Der Kampf der Urschner gegen das Stauseeprojekt gipfelt im Februar 1946 in einem Gewaltausbruch gegen den leitenden Ingenieur des Syndikats. Als Karl Fetz am 19. Februar mit dem letzten Zug von Göschenen her in Andermatt eintrifft, macht dessen Ankunft im Dorf bald die Runde. Er wird von einer grölenden Menge aus rund 250 Andermattern empfangen. Während Regierungsrat Ludwig Danioth und Talammann Alfred Regli versuchen, die aufgebrachte Menge zu beruhigen, legt der eilends herbeigeeilte Gemeindepräsident Pius Regli Fetz nahe, Andermatt schleunigst zu verlassen. Doch es bleibt nicht bei Worten.

«Neu-Andermatt» sollte Fiktion bleiben

Auf dem Trassee der Schöllenenbahn nach Göschenen wird Fetz von einer Schar Jugendlicher windelweich geprügelt und muss Andermatt anschliessend fluchtartig verlassen. Später muss er in Göschenen durch einen Arzt versorgt werden.

In Andermatt hatte sich auch Architekt Fred Ramseyer ein gemütliches Büro eingerichtet, wo er ein Modell von «Neu-Andermatt» mit grossem Stausee anfertigen wollte. Am Abend des 19. Februar bleiben in Alfred Ramseyers Büro aber nur Spuren der Verwüstung übrig. Mit Gewalt war eine Gruppe Andermatter ins Büro eingedrungen und hatte alles kreuz und quer geschlagen.

Damit war der Konflikt zwischen den Urschnern und den grossen Plänen des Syndikats noch nicht zu Ende. Die Elektroindustrie liess nicht locker und hoffte, über eine Teilrevision des Bundesgesetzes über die Nutzbarmachung von Wasserkräften zum Ziel zu kommen. «Neu sollten nicht mehr die Kantone, sondern der Bundesrat für die Verleihung der Konzession zuständig sein», schreiben Stefan Fryberg und Heinz Baumann in ihrem Werk ‹Strube Zeiten›. Doch 1947 treten die eidgenössischen Räte auf den Vorschlag nicht ein und im Mai 1950 empfiehlt der Urner Regierungsrat dem Landrat, das entsprechende Gesuch des Syndikats abzulehnen. Dieses tritt darauf den Rückzug an.
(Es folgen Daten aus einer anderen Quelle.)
//! Packed set/get configuration and event registration.

use super::{AckPayload, Container, FrameSize, HandleRest, Opcode, RestKind};
use crate::error::{BatchResult, CntrError, CntrResult};
use crate::events::{
    ClientAddress, EVENT_FRAME_DELIVERY_DONE, EVENT_PATH_DELAY_CHANGED,
    EVENT_PERF_PARAMS_UPDATED, EventOwner, Registration, RegistrationIter,
};
use crate::graph::EventTracking;
use crate::ids::ModuleId;
use crate::params::{
    self, Framing, PARAM_FRAME_SIZE, PARAM_PROC_DURATION, PARAM_PROC_PARAMS_INFO, ParamIter,
    ParamRecord, encode_words,
};

const CONTAINER_EVENTS: [u32; 3] = [
    EVENT_FRAME_DELIVERY_DONE,
    EVENT_PERF_PARAMS_UPDATED,
    EVENT_PATH_DELAY_CHANGED,
];

fn word(payload: &[u8], at: usize) -> CntrResult<u32> {
    params::read_u32(payload, at).ok_or_else(|| {
        CntrError::bad_param(format!("need {} bytes, got {}", at + 4, payload.len()))
    })
}

impl Container {
    pub(super) fn set_cfg(&mut self, framing: Framing, payload: Vec<u8>) -> CntrResult<AckPayload> {
        match self.apply_set_cfg(Opcode::SetCfg, framing, payload, None, BatchResult::new()) {
            Some(batch) => batch.into_result().map(|()| AckPayload::None),
            None => Ok(AckPayload::None),
        }
    }

    /// Applies records in order, skipping those at or before `resume_after`.
    ///
    /// Returns `None` if a record raised the stack requirement; the rest of
    /// the buffer is then parked for the relaunched thread.
    pub(super) fn apply_set_cfg(
        &mut self,
        opcode: Opcode,
        framing: Framing,
        payload: Vec<u8>,
        resume_after: Option<usize>,
        mut batch: BatchResult,
    ) -> Option<BatchResult> {
        let mut iter = ParamIter::new(&payload, framing);
        let mut parked = None;
        for entry in iter.by_ref() {
            if resume_after.is_some_and(|r| entry.offset <= r) {
                continue;
            }
            batch.record(self.set_param(entry.module, entry.param_id, entry.payload));
            if let Some(stack) = self.stack_needed() {
                parked = Some((entry.offset, stack));
                break;
            }
        }
        if iter.truncated() {
            batch.push(CntrError::bad_param("truncated parameter buffer"));
        }

        if let Some((offset, stack)) = parked {
            let kind = RestKind::SetCfg {
                framing,
                payload,
                resume_after: offset,
                batch,
            };
            self.handle_rest = Some(HandleRest::new(opcode, kind, stack));
            return None;
        }
        Some(batch)
    }

    pub(super) fn set_cfg_fragmented(&mut self, fragments: Vec<Vec<u8>>) -> CntrResult<AckPayload> {
        match self.apply_fragments(fragments, 0, BatchResult::new()) {
            Some(batch) => batch.into_result().map(|()| AckPayload::None),
            None => Ok(AckPayload::None),
        }
    }

    /// Applies per-instance fragments from index `next` on.
    pub(super) fn apply_fragments(
        &mut self,
        fragments: Vec<Vec<u8>>,
        next: usize,
        mut batch: BatchResult,
    ) -> Option<BatchResult> {
        let mut idx = next;
        while idx < fragments.len() {
            let fragment = &fragments[idx];
            if fragment.is_empty() {
                batch.push(CntrError::bad_param(format!("fragment {idx} is empty")));
            } else {
                let mut iter = ParamIter::new(fragment, Framing::PerInstance);
                for entry in iter.by_ref() {
                    batch.record(self.set_param(entry.module, entry.param_id, entry.payload));
                }
                if iter.truncated() {
                    batch.push(CntrError::bad_param(format!("fragment {idx} truncated")));
                }
            }
            if let Some(stack) = self.stack_needed() {
                tracing::debug!(fragment = idx, stack, "parking remaining fragments");
                let kind = RestKind::Fragments {
                    fragments,
                    next: idx + 1,
                    batch,
                };
                self.handle_rest = Some(HandleRest::new(Opcode::SetCfgFragmented, kind, stack));
                return None;
            }
            idx += 1;
        }
        Some(batch)
    }

    fn set_param(&mut self, module: ModuleId, param_id: u32, payload: &[u8]) -> CntrResult<()> {
        if module == self.settings.instance {
            return self.set_container_param(param_id, payload);
        }
        let node = self
            .graph
            .module_mut(module)
            .ok_or_else(|| CntrError::unexpected(format!("no module {module}")))?;
        node.module.set_param(param_id, payload)?;
        tracing::trace!(%module, param_id, len = payload.len(), "param set");
        self.fwk.module_cfg_change = true;
        self.refresh_island_veto();
        Ok(())
    }

    fn set_container_param(&mut self, param_id: u32, payload: &[u8]) -> CntrResult<()> {
        match param_id {
            PARAM_PROC_DURATION => {
                let us = word(payload, 0)?;
                if us == 0 {
                    return Err(CntrError::failed("processing duration 0"));
                }
                self.proc_duration_override = Some(us);
                self.update_proc_duration();
            }
            PARAM_FRAME_SIZE => {
                let size = match (word(payload, 0)?, word(payload, 4)?) {
                    (0, _) => FrameSize::Default,
                    (1 | 2, 0) => return Err(CntrError::bad_param("frame size 0")),
                    (1, us) => FrameSize::TimeUs(us),
                    (2, samples) => FrameSize::Samples(samples),
                    (kind, _) => {
                        return Err(CntrError::bad_param(format!("frame size kind {kind}")));
                    }
                };
                tracing::info!(?size, "frame size configured");
                self.settings.frame_size = size;
                self.update_frame_len();
            }
            PARAM_PROC_PARAMS_INFO => {
                return Err(CntrError::unsupported("processing info is read-only"));
            }
            other => {
                return Err(CntrError::unsupported(format!(
                    "container param 0x{other:X}"
                )));
            }
        }
        Ok(())
    }

    /// Reads every record; failed records come back with their error code.
    pub(super) fn get_cfg(&mut self, framing: Framing, payload: &[u8]) -> (CntrResult<()>, AckPayload) {
        let mut batch = BatchResult::new();
        let mut records = Vec::new();
        let mut iter = ParamIter::new(payload, framing);
        for entry in iter.by_ref() {
            let mut record = ParamRecord::new(entry.module, entry.param_id, Vec::new());
            match self.get_param(entry.module, entry.param_id) {
                Ok(value) => record.payload = value,
                Err(err) => {
                    record.error_code = err.code();
                    batch.push(err);
                }
            }
            records.push(record);
        }
        if iter.truncated() {
            batch.push(CntrError::bad_param("truncated parameter buffer"));
        }
        (
            batch.into_result(),
            AckPayload::Params(params::encode(framing, &records)),
        )
    }

    fn get_param(&mut self, module: ModuleId, param_id: u32) -> CntrResult<Vec<u8>> {
        if module == self.settings.instance {
            return match param_id {
                PARAM_PROC_PARAMS_INFO => Ok(encode_words(&[
                    self.frame.us,
                    self.period_us,
                    self.proc_duration_us,
                    u32::from(self.is_real_time()),
                ])),
                other => Err(CntrError::unsupported(format!(
                    "container param 0x{other:X} is not readable"
                ))),
            };
        }
        self.graph
            .module_mut(module)
            .ok_or_else(|| CntrError::unexpected(format!("no module {module}")))?
            .module
            .get_param(param_id)
    }

    pub(super) fn register_events(
        &mut self,
        client: ClientAddress,
        payload: &[u8],
    ) -> CntrResult<AckPayload> {
        let mut batch = BatchResult::new();
        let mut iter = RegistrationIter::new(payload);
        for reg in iter.by_ref() {
            batch.record(self.register_one(client, reg));
        }
        if iter.truncated() {
            batch.push(CntrError::bad_param("truncated registration buffer"));
        }
        batch.into_result().map(|()| AckPayload::None)
    }

    fn register_one(&mut self, client: ClientAddress, reg: Registration<'_>) -> CntrResult<()> {
        let owner = if reg.module == self.settings.instance {
            if !CONTAINER_EVENTS.contains(&reg.event_id) {
                return Err(CntrError::unsupported(format!(
                    "container event 0x{:X}",
                    reg.event_id
                )));
            }
            EventOwner::Container
        } else {
            let node = self
                .graph
                .module_mut(reg.module)
                .ok_or_else(|| CntrError::unexpected(format!("no module {}", reg.module)))?;
            match node.module.register_event(reg.event_id, reg.register, reg.cfg)? {
                EventTracking::Module => return Ok(()),
                EventTracking::Container => EventOwner::Module(reg.module),
            }
        };

        tracing::debug!(
            ?owner,
            event_id = reg.event_id,
            register = reg.register,
            domain = client.domain,
            port = client.port,
            "event registration"
        );
        if reg.register {
            self.events.register(owner, reg.event_id, client);
            Ok(())
        } else {
            self.events.deregister(owner, reg.event_id, client)
        }
    }
}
Heute ist das Urserntal dank Samih Sawiris eine blühende, internationale Tourismusdestination, ein wirtschaftlich prosperierender Ort und eine entwicklungsstarke Talschaft. Und so haben die Urschner letztlich doch noch dasjenige Grossprojekt erhalten, das sie auch verdient haben. Nicht zuletzt dank ihrem unerschütterlichen Kampfeswillen.